Video

Type 2 Diabetes: Improving Care in the Community

Peter Salgo, MD: We’ve had a tremendous discussion. This is, from the point of view of somebody who doesn’t treat diabetes as an outpatient physician, exciting stuff. Before we leave, I want to ask each of you to give one last thought about diabetes, about these agents, to share with our audience?

Vivian Fonseca, MD: I’m excited to have a toolbox with so many tools in it, that allows me to choose the right one for the right person along the lines that we’ve discussed today.

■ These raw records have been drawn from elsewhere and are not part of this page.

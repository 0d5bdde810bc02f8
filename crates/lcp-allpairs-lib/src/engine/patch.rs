use serde::Serialize;

use crate::error::{Error, Result};
use crate::vector::VectorLayer;
use crate::workspace::Workspace;

use super::MergeEngine;

/// How the merge engine treats its output layer.
#[derive(Debug, Clone, Copy, PartialEq, Eq, Serialize)]
#[serde(rename_all = "snake_case")]
pub enum PatchMode {
    /// Create a new layer from the inputs; the output must not exist yet.
    Base,
    /// Add the inputs to an existing output layer in place.
    Append,
}

/// Concatenates line layers. The output is only touched once every input has
/// been read, so a failed patch leaves it as it was.
#[derive(Debug, Clone, Copy, Default)]
pub struct NativePatch;

impl MergeEngine for NativePatch {
    fn patch(
        &self,
        workspace: &mut Workspace,
        inputs: &[&str],
        output: &str,
        mode: PatchMode,
    ) -> Result<()> {
        if inputs.is_empty() {
            return Err(Error::Engine("patch needs at least one input layer".to_string()));
        }
        if inputs.contains(&output) {
            return Err(Error::Engine(format!(
                "patch output {output} is also one of its inputs"
            )));
        }

        let mut lines = Vec::new();
        for name in inputs {
            lines.extend(workspace.vector(name)?.lines().iter().cloned());
        }

        match mode {
            PatchMode::Base => {
                workspace.insert_vector(output, VectorLayer::new(lines), false)?;
            }
            PatchMode::Append => {
                workspace.vector_mut(output)?.extend(lines);
            }
        }
        tracing::trace!(?mode, output, inputs = inputs.len(), "patched line layers");
        Ok(())
    }
}

#[cfg(test)]
mod tests {
    use super::*;
    use geo::LineString;

    fn workspace_with(names: &[&str]) -> Workspace {
        let mut workspace = Workspace::new();
        for (index, name) in names.iter().enumerate() {
            let x = index as f64;
            let layer = VectorLayer::new(vec![LineString::from(vec![(x, 0.0), (x, 1.0)])]);
            workspace.insert_vector(name, layer, false).unwrap();
        }
        workspace
    }

    #[test]
    fn base_merge_concatenates_inputs() {
        let mut workspace = workspace_with(&["one", "two"]);
        NativePatch
            .patch(&mut workspace, &["one", "two"], "merged", PatchMode::Base)
            .unwrap();
        assert_eq!(workspace.vector("merged").unwrap().len(), 2);
        assert!(workspace.contains("one") && workspace.contains("two"));
    }

    #[test]
    fn base_merge_refuses_existing_output() {
        let mut workspace = workspace_with(&["one", "merged"]);
        let error = NativePatch
            .patch(&mut workspace, &["one"], "merged", PatchMode::Base)
            .expect_err("exists");
        assert!(matches!(error, Error::ArtifactExists { .. }));
        assert_eq!(workspace.vector("merged").unwrap().len(), 1);
    }

    #[test]
    fn append_extends_in_place() {
        let mut workspace = workspace_with(&["net", "extra"]);
        NativePatch
            .patch(&mut workspace, &["extra"], "net", PatchMode::Append)
            .unwrap();
        assert_eq!(workspace.vector("net").unwrap().len(), 2);
    }

    #[test]
    fn append_with_missing_input_leaves_output_untouched() {
        let mut workspace = workspace_with(&["net"]);
        let error = NativePatch
            .patch(&mut workspace, &["ghost"], "net", PatchMode::Append)
            .expect_err("missing input");
        assert!(matches!(error, Error::ArtifactMissing { .. }));
        assert_eq!(workspace.vector("net").unwrap().len(), 1);
    }
}
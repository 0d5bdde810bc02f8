use geo::{Coord, LineString};

use crate::error::{Error, Result};
use crate::raster::Raster;
use crate::vector::VectorLayer;

use super::{Drainage, PathTracer, NEIGHBOURS};

/// Traces each stop back to the source along the direction field, one vertex
/// per cell centre.
#[derive(Debug, Clone, Copy, Default)]
pub struct NativeDrain;

impl PathTracer for NativeDrain {
    fn trace(
        &self,
        cumulative: &Raster<f64>,
        direction: &Raster<u8>,
        stops: &[Coord<f64>],
    ) -> Result<Drainage> {
        let region = *direction.region();
        if cumulative.region() != &region {
            return Err(Error::RegionMismatch {
                name: "cumulative cost".to_string(),
            });
        }

        let mut visited = Raster::filled(region, 0u8);
        let mut lines = VectorLayer::default();

        for stop in stops {
            let Ok(start) = region.cell_of(*stop) else {
                tracing::warn!(x = stop.x, y = stop.y, "stop point outside the region; no path traced");
                continue;
            };
            if cumulative.value(start).is_none() {
                tracing::warn!(x = stop.x, y = stop.y, "stop point was not reached; no path traced");
                lines.push(LineString::new(vec![region.center_of(start)]));
                continue;
            }

            let mut vertices = Vec::new();
            let mut cell = start;
            loop {
                vertices.push(region.center_of(cell));
                visited.set(cell, 1);
                let code = *direction.get(cell);
                if code == 0 {
                    break;
                }
                if vertices.len() > region.cell_count() {
                    return Err(Error::Engine(format!(
                        "direction field loops while tracing from ({}, {})",
                        stop.x, stop.y
                    )));
                }
                let (d_row, d_col) = NEIGHBOURS
                    .get(code as usize - 1)
                    .copied()
                    .ok_or_else(|| Error::Engine(format!("invalid direction code {code}")))?;
                cell = region.offset(cell, d_row, d_col).ok_or_else(|| {
                    Error::Engine("direction field points outside the region".to_string())
                })?;
            }
            lines.push(LineString::new(vertices));
        }

        Ok(Drainage {
            lines,
            raster: visited,
        })
    }
}
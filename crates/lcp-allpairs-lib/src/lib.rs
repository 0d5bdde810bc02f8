//! All-pairs least-cost path network library.
//!
//! This crate loads point locations and cost rasters, runs one cost
//! accumulation per point, traces least-cost lines between every pair, and
//! assembles them into a single cleaned line network. Higher-level consumers
//! (the CLI) should only depend on the items exported here instead of
//! reimplementing behavior.
//!

pub mod allpairs;
pub mod assembler;
pub mod config;
pub mod engine;
pub mod error;
pub mod finisher;
pub mod points;
pub mod raster;
pub mod vector;
pub mod workspace;

pub use allpairs::{run_allpairs, AllPairsOutcome, AllPairsRequest};
pub use assembler::{FoldStep, IterationScope, NetworkAssembler, NetworkState};
pub use config::{CostModel, RunConfig, RunWarning, WalkingCoefficients, DEFAULT_MEMORY_MB};
pub use engine::{
    CleanEngine, CleanReport, CleanTool, CostFieldEngine, CostRequest, CostSurface, Drainage,
    Engines, MergeEngine, PatchMode, PathTracer,
};
pub use error::{EngineKind, Error, Result};
pub use finisher::Finisher;
pub use points::{load_points, read_points, Point, PointId, PointSet};
pub use raster::{parse_ascii_grid, read_ascii_grid, Region, Raster};
pub use vector::{AttributeTable, VectorLayer};
pub use workspace::{IterationSlots, RasterLayer, Workspace, NETWORK_NAME};
//! Line layers and their GeoJSON rendering.

use geo::LineString;
use serde::Serialize;
use serde_json::{json, Value};

/// Key column of the attribute table attached to delivered layers.
pub const KEY_COLUMN: &str = "cat";

/// Attribute table schema; rows are implied by the layer's line categories.
#[derive(Debug, Clone, PartialEq, Eq, Serialize)]
pub struct AttributeTable {
    pub columns: Vec<String>,
}

impl AttributeTable {
    /// Table with only the key column.
    pub fn empty() -> Self {
        Self {
            columns: vec![KEY_COLUMN.to_string()],
        }
    }
}

/// Vector layer of line features.
#[derive(Debug, Clone, Default, PartialEq)]
pub struct VectorLayer {
    lines: Vec<LineString<f64>>,
    table: Option<AttributeTable>,
}

impl VectorLayer {
    pub fn new(lines: Vec<LineString<f64>>) -> Self {
        Self { lines, table: None }
    }

    pub fn lines(&self) -> &[LineString<f64>] {
        &self.lines
    }

    pub fn len(&self) -> usize {
        self.lines.len()
    }

    pub fn is_empty(&self) -> bool {
        self.lines.is_empty()
    }

    pub fn push(&mut self, line: LineString<f64>) {
        self.lines.push(line);
    }

    pub fn extend(&mut self, lines: impl IntoIterator<Item = LineString<f64>>) {
        self.lines.extend(lines);
    }

    pub fn into_lines(self) -> Vec<LineString<f64>> {
        self.lines
    }

    pub fn table(&self) -> Option<&AttributeTable> {
        self.table.as_ref()
    }

    pub fn attach_empty_table(&mut self) {
        self.table = Some(AttributeTable::empty());
    }

    /// Render the layer as a GeoJSON `FeatureCollection`.
    ///
    /// When a table is attached each feature carries its category in the key
    /// column; otherwise properties are empty.
    pub fn to_geojson(&self, name: &str) -> Value {
        let features: Vec<Value> = self
            .lines
            .iter()
            .enumerate()
            .map(|(index, line)| {
                let coordinates: Vec<[f64; 2]> = line.coords().map(|c| [c.x, c.y]).collect();
                let properties = match self.table {
                    Some(_) => json!({ KEY_COLUMN: index + 1 }),
                    None => json!({}),
                };
                json!({
                    "type": "Feature",
                    "geometry": { "type": "LineString", "coordinates": coordinates },
                    "properties": properties,
                })
            })
            .collect();

        json!({
            "type": "FeatureCollection",
            "name": name,
            "features": features,
        })
    }
}
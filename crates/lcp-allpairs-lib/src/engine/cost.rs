use std::cmp::Ordering;
use std::collections::{BinaryHeap, HashSet};

use crate::config::{CostModel, WalkingCoefficients};
use crate::error::{Error, Result};
use crate::raster::{Cell, Raster, Region};

use super::{CostFieldEngine, CostRequest, CostSurface};

/// Row/column steps between neighbouring cells.
///
/// The first eight are the queen's moves, the last eight the knight's moves
/// used for accurate propagation. Entries `2m` and `2m + 1` are opposites.
pub const NEIGHBOURS: [(isize, isize); 16] = [
    (-1, 0),
    (1, 0),
    (0, 1),
    (0, -1),
    (-1, 1),
    (1, -1),
    (-1, -1),
    (1, 1),
    (-2, 1),
    (2, -1),
    (-2, -1),
    (2, 1),
    (-1, 2),
    (1, -2),
    (-1, -2),
    (1, 2),
];

/// Dijkstra accumulation over the friction raster, in plain-cost or
/// walking-energy mode.
#[derive(Debug, Clone, Copy, Default)]
pub struct NativeCostField;

impl CostFieldEngine for NativeCostField {
    fn accumulate(&self, request: &CostRequest<'_>) -> Result<CostSurface> {
        let friction = request.friction;
        let region = *friction.region();
        let elevation = match request.model {
            CostModel::Walking(_) => {
                let elevation = request.elevation.ok_or_else(|| {
                    Error::Engine("walking model requires an elevation raster".to_string())
                })?;
                if elevation.region() != &region {
                    return Err(Error::RegionMismatch {
                        name: "elevation".to_string(),
                    });
                }
                Some(elevation)
            }
            CostModel::Isotropic => None,
        };

        let source = region.cell_of(request.source)?;
        if friction.value(source).is_none() {
            return Err(Error::SourceOnNoData {
                x: request.source.x,
                y: request.source.y,
            });
        }
        let mut remaining: HashSet<usize> = request
            .stops
            .iter()
            .filter_map(|stop| match region.cell_of(*stop) {
                Ok(cell) => Some(region.index(cell)),
                Err(_) => {
                    tracing::warn!(x = stop.x, y = stop.y, "stop point outside the region; ignored");
                    None
                }
            })
            .collect();

        let cells = region.cell_count();
        let moves = if request.knight_moves { 16 } else { 8 };
        let mut best = vec![f64::INFINITY; cells];
        let mut settled = vec![false; cells];
        let mut cumulative = Raster::filled(region, f64::NAN);
        let mut direction = Raster::filled(region, 0u8);

        let budget_entries =
            request.memory_mb.saturating_mul(1024 * 1024) / std::mem::size_of::<QueueEntry>();
        let mut queue = BinaryHeap::with_capacity(cells.min(budget_entries));

        best[region.index(source)] = 0.0;
        queue.push(QueueEntry::new(region.index(source), 0.0));
        let mut settled_count = 0usize;

        while let Some(entry) = queue.pop() {
            let index = entry.index;
            if settled[index] || entry.cost.0 > best[index] {
                continue;
            }
            settled[index] = true;
            settled_count += 1;
            let cell = (index / region.cols, index % region.cols);
            let current_cost = entry.cost.0;
            cumulative.set(cell, current_cost);

            if remaining.remove(&index) && remaining.is_empty() {
                break;
            }

            for (k, &(d_row, d_col)) in NEIGHBOURS.iter().enumerate().take(moves) {
                let Some(next) = region.offset(cell, d_row, d_col) else {
                    continue;
                };
                let next_index = region.index(next);
                if settled[next_index] {
                    continue;
                }
                let Some(step) = step_cost(&region, request.model, friction, elevation, cell, next)
                else {
                    continue;
                };

                let next_cost = current_cost + step;
                if request.max_cost.is_some_and(|limit| next_cost > limit) {
                    continue;
                }
                if next_cost < best[next_index] {
                    best[next_index] = next_cost;
                    // Point back along the move just taken.
                    direction.set(next, (k ^ 1) as u8 + 1);
                    queue.push(QueueEntry::new(next_index, next_cost));
                }
            }
        }

        for (index, done) in settled.iter().enumerate() {
            if !done {
                direction.set((index / region.cols, index % region.cols), 0);
            }
        }

        if !remaining.is_empty() {
            tracing::debug!(
                unreached = remaining.len(),
                "some stop cells were not reached by cost accumulation"
            );
        }
        tracing::debug!(?source, settled = settled_count, "cost field accumulated");

        Ok(CostSurface {
            cumulative,
            direction,
        })
    }
}

/// Cost of moving from `from` to the neighbouring cell `to`, or `None` when the
/// move touches a no-data cell.
///
/// A knight's move also crosses the two cells between its ends; their
/// friction joins the average and either one being no-data blocks the move.
fn step_cost(
    region: &Region,
    model: CostModel,
    friction: &Raster<f64>,
    elevation: Option<&Raster<f64>>,
    from: Cell,
    to: Cell,
) -> Option<f64> {
    let d_row = to.0 as isize - from.0 as isize;
    let d_col = to.1 as isize - from.1 as isize;
    let mut friction_sum = friction.value(from)? + friction.value(to)?;
    let mut friction_cells = 2.0;
    if d_row.abs() + d_col.abs() == 3 {
        let crossed = if d_row.abs() == 2 {
            [(d_row / 2, 0), (d_row / 2, d_col)]
        } else {
            [(0, d_col / 2), (d_row, d_col / 2)]
        };
        for (c_row, c_col) in crossed {
            friction_sum += friction.value(region.offset(from, c_row, c_col)?)?;
        }
        friction_cells = 4.0;
    }

    let length = (d_col as f64 * region.ew_res).hypot(d_row as f64 * region.ns_res);
    let friction_cost = length * friction_sum / friction_cells;

    match model {
        CostModel::Isotropic => Some(friction_cost),
        CostModel::Walking(coefficients) => {
            let elevation = elevation?;
            let rise = elevation.value(to)? - elevation.value(from)?;
            let time = walking_time(&coefficients, length, rise);
            Some((time + coefficients.lambda * friction_cost).max(0.0))
        }
    }
}

/// Walking time over `length` map units with elevation change `rise`.
fn walking_time(coefficients: &WalkingCoefficients, length: f64, rise: f64) -> f64 {
    let vertical = if rise > 0.0 {
        coefficients.b * rise
    } else if rise / length >= coefficients.slope_factor {
        coefficients.c * rise
    } else {
        coefficients.d * rise
    };
    coefficients.a * length + vertical
}

#[derive(Copy, Clone, Debug, Default)]
struct FloatOrd(f64);

impl PartialEq for FloatOrd {
    fn eq(&self, other: &Self) -> bool {
        self.0.eq(&other.0)
    }
}

impl Eq for FloatOrd {}

impl PartialOrd for FloatOrd {
    fn partial_cmp(&self, other: &Self) -> Option<Ordering> {
        Some(self.cmp(other))
    }
}

impl Ord for FloatOrd {
    fn cmp(&self, other: &Self) -> Ordering {
        self.0.total_cmp(&other.0)
    }
}

#[derive(Copy, Clone, Debug, Eq, PartialEq)]
struct QueueEntry {
    index: usize,
    cost: FloatOrd,
}

impl QueueEntry {
    fn new(index: usize, cost: f64) -> Self {
        Self {
            index,
            cost: FloatOrd(cost),
        }
    }
}

impl Ord for QueueEntry {
    fn cmp(&self, other: &Self) -> Ordering {
        // Reverse ordering so BinaryHeap becomes a min-heap by cost.
        other
            .cost
            .cmp(&self.cost)
            .then_with(|| other.index.cmp(&self.index))
    }
}

impl PartialOrd for QueueEntry {
    fn partial_cmp(&self, other: &Self) -> Option<Ordering> {
        Some(self.cmp(other))
    }
}
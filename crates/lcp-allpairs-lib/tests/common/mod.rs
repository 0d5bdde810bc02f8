#![allow(dead_code)]

use std::path::PathBuf;
use std::sync::{Arc, Mutex};

use geo::Coord;
use lcp_allpairs_lib::engine::{NativeClean, NativeCostField, NativeDrain, NativePatch};
use lcp_allpairs_lib::{
    read_ascii_grid, CleanEngine, CleanReport, CleanTool, CostFieldEngine, CostRequest,
    CostSurface, Drainage, Engines, Error, MergeEngine, PatchMode, PathTracer, Raster, Result,
    Workspace,
};

pub fn fixtures_dir() -> PathBuf {
    PathBuf::from(env!("CARGO_MANIFEST_DIR")).join("../../docs/fixtures")
}

pub fn fixture_raster(name: &str) -> Raster<f64> {
    read_ascii_grid(&fixtures_dir().join(name)).expect("fixture raster loads")
}

pub fn fixture_path(name: &str) -> PathBuf {
    fixtures_dir().join(name)
}

/// Log of every engine call made during a run, in order.
#[derive(Debug, Default, Clone)]
pub struct CallLog(Arc<Mutex<Vec<String>>>);

impl CallLog {
    fn record(&self, entry: String) {
        self.0.lock().expect("call log lock").push(entry);
    }

    pub fn entries(&self) -> Vec<String> {
        self.0.lock().expect("call log lock").clone()
    }

    pub fn count(&self, prefix: &str) -> usize {
        self.entries()
            .iter()
            .filter(|entry| entry.starts_with(prefix))
            .count()
    }
}

struct RecordingCost {
    log: CallLog,
    fail_on_call: Option<usize>,
}

impl CostFieldEngine for RecordingCost {
    fn accumulate(&self, request: &CostRequest<'_>) -> Result<CostSurface> {
        self.log.record(format!(
            "cost {} {} {}",
            request.model, request.source.x, request.source.y
        ));
        if self.fail_on_call == Some(self.log.count("cost")) {
            return Err(Error::Engine("cost surface not written".to_string()));
        }
        NativeCostField.accumulate(request)
    }
}

struct RecordingTracer {
    log: CallLog,
    fail_on_call: Option<usize>,
}

impl PathTracer for RecordingTracer {
    fn trace(
        &self,
        cumulative: &Raster<f64>,
        direction: &Raster<u8>,
        stops: &[Coord<f64>],
    ) -> Result<Drainage> {
        self.log.record(format!("trace {}", stops.len()));
        if self.fail_on_call == Some(self.log.count("trace")) {
            return Err(Error::Engine("drain lines not written".to_string()));
        }
        NativeDrain.trace(cumulative, direction, stops)
    }
}

struct RecordingMerge {
    log: CallLog,
    fail_on_input: Option<String>,
}

impl MergeEngine for RecordingMerge {
    fn patch(
        &self,
        workspace: &mut Workspace,
        inputs: &[&str],
        output: &str,
        mode: PatchMode,
    ) -> Result<()> {
        self.log
            .record(format!("patch {:?} {} -> {output}", mode, inputs.join("+")));
        if let Some(name) = &self.fail_on_input {
            if inputs.contains(&name.as_str()) {
                return Err(Error::Engine(format!("cannot write {output}")));
            }
        }
        NativePatch.patch(workspace, inputs, output, mode)
    }
}

struct RecordingClean(CallLog);

impl CleanEngine for RecordingClean {
    fn clean(
        &self,
        workspace: &mut Workspace,
        input: &str,
        output: &str,
        tools: &[CleanTool],
    ) -> Result<CleanReport> {
        self.0.record(format!("clean {input} -> {output}"));
        NativeClean.clean(workspace, input, output, tools)
    }
}

/// Where a recording run should break.
#[derive(Debug, Clone, Copy, PartialEq, Eq)]
pub enum InjectedFailure<'a> {
    None,
    /// The merge engine fails whenever the named layer is one of its inputs.
    MergeInput(&'a str),
    /// The n-th cost-field call fails, counting from 1.
    CostCall(usize),
    /// The n-th path-tracing call fails, counting from 1.
    TraceCall(usize),
}

/// Native engines wrapped so every call lands in the returned log.
pub fn recording_engines() -> (Engines, CallLog) {
    recording_engines_with(InjectedFailure::None)
}

/// Like [`recording_engines`], but the merge engine fails whenever the named
/// layer is one of its inputs.
pub fn recording_engines_failing_on(layer: Option<&str>) -> (Engines, CallLog) {
    recording_engines_with(layer.map_or(InjectedFailure::None, InjectedFailure::MergeInput))
}

/// Recording engines that break at the given point.
pub fn recording_engines_with(failure: InjectedFailure<'_>) -> (Engines, CallLog) {
    let log = CallLog::default();
    let (cost_call, trace_call, merge_input) = match failure {
        InjectedFailure::None => (None, None, None),
        InjectedFailure::MergeInput(layer) => (None, None, Some(layer.to_string())),
        InjectedFailure::CostCall(call) => (Some(call), None, None),
        InjectedFailure::TraceCall(call) => (None, Some(call), None),
    };
    let engines = Engines {
        cost: Arc::new(RecordingCost {
            log: log.clone(),
            fail_on_call: cost_call,
        }),
        tracer: Arc::new(RecordingTracer {
            log: log.clone(),
            fail_on_call: trace_call,
        }),
        merge: Arc::new(RecordingMerge {
            log: log.clone(),
            fail_on_input: merge_input,
        }),
        clean: Arc::new(RecordingClean(log.clone())),
    };
    (engines, log)
}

Robert Henry, MD: My suggestion is to not be afraid to treat. Treat not only to glucose targets, but the blood pressure and lipid targets as well. We’ve gotten such a wealth of wonderful medications that can be targeted to that patient’s specific problems. So, personalized medicines have come, and I would just encourage physicians to be aggressive about going after people with diabetes, and again, helping that patient to comply with their disorder.

Peter Salgo, MD: Dr Rosenstock?

Julio Rosenstock, MD: I fully agree with the personalized medicine. But, I think more importantly, we need to focus on personalized targets. To define, very clearly with the patient, what the personalized target is. And for whatever the target is, I’m going to choose the right tools to get to that target. I’m going to ask the patient—respect the patient’s wishes, for sure. But, in the end, I’m going to give you the “Rosenstock treatment” for the future, in looking at the crystal ball once we have evidence about it. I think that 90% of people with type 2 diabetes will be well treated with 1 pill/1 shot, and I would start everybody with metformin and an SGLT2 (sodium-glucose co-transporter-2). And when that is not enough, I will use an injectable that is a combination of basal insulin and GLP-1 (glucagon-like peptide 1). You start with metformin and an SGLT2 (1 pill), because you have a fixed combination that you can give in 1 tablet and then 1 shot. I cannot think of any reason to use insulin alone when we know that gives you weight gain and it gives you hypoglycemia. And I cannot think of any reason why to use a GLP-1 that gives you a lot of gastrointestinal side effects. With that, it doesn’t. So, 1 pill/1 shot will treat 90% of people with type 2 diabetes.

Peter Salgo, MD: I know you’ve been sitting here expectedly. This is your shot. You get the last, last word. Dr Wysham?

Carol Wysham, MD: I agree with Julio’s last comment. I also want to express the importance of primary providers out there getting familiar with these new drugs. They are very effective. Patients really appreciate the impact that they have on their blood sugars, but also on their weight. And that’s very motivating for them to continue their weight-loss efforts. I take care of lots of patients who come in from other primary providers, and when I talk to them, they say, “I don’t know enough about those drugs, I don’t feel comfortable using them.” I feel like they could expand their abilities. Patients would be so much more satisfied.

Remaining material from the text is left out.